Abstract

Background. Opportunistic infections such as oral candidiasis (OC) in HIV-infected children are generally seen with severe depression of the CD4+ count. Objectives . To evaluate usefulness of OC as a marker of disease progression in HIV-infected Nigerian children. Method . Newly diagnosed HIV-infected children, antiretroviral therapy (ART)-naive with oral lesions, attending a paediatric infectious diseases unit in Nigeria from July 2006 to June 2007 were enrolled. Clinical OC was registered if the attending physicians observed a seudomembranous oral lesion. The Dynal beads technique (Dynal Biotech, Oslo, Norway) was used for CD4 counting. CD4 counts were categorised using the Centers for Disease Control and Prevention classification. Results. The study population comprised 78 HIV-infected children aged 4 - 90 months (mean 20.54±7.23 months) with a male/female ratio of 1.05:1. The prevalence of OC was 20.5% (16 cases) in the study population.
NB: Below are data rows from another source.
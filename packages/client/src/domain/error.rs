//! Domain layer error definitions.

use thiserror::Error;

/// Errors related to Value Objects validation
#[derive(Debug, Error, Clone, PartialEq, Eq)]
pub enum ValueObjectError {
    /// Identifier or credential is empty
    #[error("{0} cannot be empty")]
    Empty(&'static str),

    /// Identifier exceeds the maximum length
    #[error("{kind} cannot exceed {max} characters (got {actual})")]
    TooLong {
        kind: &'static str,
        max: usize,
        actual: usize,
    },
}

/// Errors raised by a credential store adapter
#[derive(Debug, Error, Clone, PartialEq, Eq)]
pub enum StoreError {
    #[error("Credential store I/O failed: {0}")]
    Io(String),

    #[error("Stored credential is unreadable: {0}")]
    Corrupted(String),
}

/// Errors from the credential refresh flow.
///
/// `Clone` because a single refresh outcome is handed to every waiter.
#[derive(Debug, Error, Clone, PartialEq, Eq)]
pub enum AuthError {
    /// No usable refresh credential, or the backend rejected it. The session must log out.
    #[error("Authentication expired, please sign in again")]
    AuthExpired,

    #[error("Credential store failure during refresh: {0}")]
    Store(#[from] StoreError),
}

/// Errors from REST calls against the queue backend
#[derive(Debug, Error, Clone, PartialEq, Eq)]
pub enum ApiError {
    /// Transport-level failure (DNS, TLS, timeout, connection reset)
    #[error("Network error: {0}")]
    Network(String),

    /// Still unauthorized after the shared refresh, or no credential at all
    #[error("Unauthorized")]
    Unauthorized,

    /// Non-success HTTP status or `success: false` envelope
    #[error("Request failed with status {status}: {message}")]
    Status { status: u16, message: String },

    /// Body could not be decoded into the expected shape
    #[error("Unexpected response body: {0}")]
    Decode(String),
}

/// Errors from the realtime transport
#[derive(Debug, Error, Clone, PartialEq, Eq)]
pub enum TransportError {
    /// The handshake was refused; carries the server's reason (`connect_error`)
    #[error("Handshake rejected: {0}")]
    Handshake(String),

    #[error("Transport I/O error: {0}")]
    Io(String),

    /// No live link to send on
    #[error("Not connected")]
    NotConnected,
}

impl TransportError {
    /// Whether the failure means the handshake credential is stale or invalid.
    pub fn is_auth_related(&self) -> bool {
        match self {
            TransportError::Handshake(message) | TransportError::Io(message) => {
                is_auth_failure(message)
            }
            TransportError::NotConnected => false,
        }
    }
}

const AUTH_SIGNATURES: [&str; 5] = ["auth", "token", "unauthorized", "jwt", "401"];

/// Classify a transport error message as authentication-related.
pub fn is_auth_failure(message: &str) -> bool {
    let message = message.to_ascii_lowercase();
    AUTH_SIGNATURES
        .iter()
        .any(|signature| message.contains(signature))
}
The median CD4 count of children with HIV-associated OC is within the severe immunosuppression level for age group, while all children without OC had median CD4 counts above the severe immunosuppression level for age group (p=0.000). Reliability of OC as a surrogate marker of severe immunosuppression yielded a modest sensitivity, high specificity and positive predictive value (44.44%, 92.15% and 75%, respectively). Conclusion . The high prevalence of OC in HIV-positive children was confirmed. The significant relationship of OC with severe immunosuppression suggests that in settings in which CD4 counts are not available, OC may be considered as a clinical surrogate for severe CD4 depletion. However, the absence of OC does not necessarily exclude severe immunosuppression.